La veía cada domingo entre los cipreses, con el abriguito negro, recogido por ambos brazos, como si quisiera mantenerlo pegado al cuerpo. Portaba siempre un pequeño ramo entre las manos, agarrándolo firme. A veces eran margaritas, otras clavelinas, algunas llevaba unas briosas calas que acicalaban el paisaje grisáceo con el blanco inmaculado. El bolsito colgaba de su brazo, como estandarte de corrección. Caminaba con pasos de paloma, como si temiera que el cloqueo de sus tacones despertara a los muertos.
Al poco de vernos, ambos, levantábamos la vista, para reconocernos. Las tumbas de mi muerta y del suyo, estaban a dos filas de distancia, casi enfrente, no había que esforzarse demasiado para verse, nuestros ojos chocaban casi sin quererlo. A fuerza de vernos conseguimos hacernos familiares, reconocibles, en un mudo dialogo de miradas concisas.
Al poco, comenzamos a saludarnos. Casi sin darnos cuenta la sonrisa se dibujaba en nuestra boca al encontrarnos y constatar que, como todos los domingos, al mediodía, antes de comer, y poco después de la media mañana, llegábamos a la cita tácita que ambos teníamos con nuestros muertos.
Un día, llegué antes, premeditadamente. Me atreví a adentrarme en su zona, y contemple la talla que engalanaba su muerto. Don Fernando Sistiaga Gonzalez, falleció el día veinticuatro de Mayo de dos mil dieciséis. Deja esposa desconsolada. Pasó como alma fugaz dejando amor a su paso. Y la foto. Un hombre repeinado, con bigote y meliflua cara de bonachón simpático. No parecía tener más de sesenta años. Ella alguno menos, el pelo le clareaba en el ajustado moño que ceñía con peinetas en ambos lados de la nuca.
Otro día la sorprendí saliendo a toda prisa de mi zona.
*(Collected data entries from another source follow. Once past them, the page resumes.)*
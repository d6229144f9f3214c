use async_trait::async_trait;
use rubato::{
    Resampler, SincFixedIn, SincInterpolationParameters, SincInterpolationType, WindowFunction,
};

use speaker_domain::{AudioClip, AudioTransformPort, DomainError};

/// Canonicalizes clips for embedding extraction: clamps samples to [-1, 1]
/// and resamples to the configured rate with a windowed-sinc resampler.
pub struct RubatoTransformAdapter {
    target_sample_rate_hz: u32,
}

impl RubatoTransformAdapter {
    pub fn new(target_sample_rate_hz: u32) -> Self {
        Self {
            target_sample_rate_hz,
        }
    }

    fn resample(&self, samples: &[f32], from_hz: u32) -> Result<Vec<f32>, DomainError> {
        let params = SincInterpolationParameters {
            sinc_len: 256,
            f_cutoff: 0.95,
            interpolation: SincInterpolationType::Linear,
            oversampling_factor: 256,
            window: WindowFunction::BlackmanHarris2,
        };

        let mut resampler = SincFixedIn::<f32>::new(
            f64::from(self.target_sample_rate_hz) / f64::from(from_hz),
            2.0,
            params,
            samples.len(),
            1,
        )
        .map_err(|err| DomainError::decode(format!("resampler init failed: {err}")))?;

        let waves_in = vec![samples.to_vec()];
        let waves_out = resampler
            .process(&waves_in, None)
            .map_err(|err| DomainError::decode(format!("resampling failed: {err}")))?;

        Ok(waves_out.into_iter().next().unwrap_or_default())
    }
}

#[async_trait]
impl AudioTransformPort for RubatoTransformAdapter {
    async fn to_canonical(&self, clip: AudioClip) -> Result<AudioClip, DomainError> {
        if clip.samples.is_empty() {
            return Err(DomainError::decode("clip contains no samples"));
        }

        let mut samples = clip.samples;
        for sample in &mut samples {
            *sample = sample.clamp(-1.0, 1.0);
        }

        if clip.sample_rate_hz == self.target_sample_rate_hz {
            return Ok(AudioClip {
                sample_rate_hz: clip.sample_rate_hz,
                samples,
            });
        }

        tracing::debug!(
            from_hz = clip.sample_rate_hz,
            to_hz = self.target_sample_rate_hz,
            frames = samples.len(),
            "resampling clip to canonical rate"
        );
        let resampled = self.resample(&samples, clip.sample_rate_hz)?;
        Ok(AudioClip {
            sample_rate_hz: self.target_sample_rate_hz,
            samples: resampled,
        })
    }

    fn canonical_sample_rate_hz(&self) -> u32 {
        self.target_sample_rate_hz
    }
}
Imaginé que haría lo mismo que yo hice días atrás: visitar a mi muerta. Maria Elvira Quirós Puente, salió del mundo de los vivos el quince de Abril de dos mil quince. Los que dejas no te olvidan y esperan el reencuentro. Una foto de cuando la enfermedad no le había pasado factura presidía la lápida. Los ojos sonreían, el pelo clareaba entre su rubio natural y las canas que amenazaban ya. Su cara regordeta, le daba apariencia de buena, lo que fue, antes de que la enfermedad borrara la sonrisa y los mofletes. Todo al mismo tiempo.
Cada domingo, nos miramos en silencio, una leve inclinación de cabeza, un buenos días casi silbado más que dicho, y un hasta el domingo, es todo el dialogo que mantenemos . Nos sonreímos, dejamos las flores, hacemos una jaculatoria y desandamos el camino hacia la puerta, con idéntica parsimonia. Ella cloquea más que a la entrada. Yo camino detrás, solazado al ver sus pasitos de paloma a punto de emprender vuelo.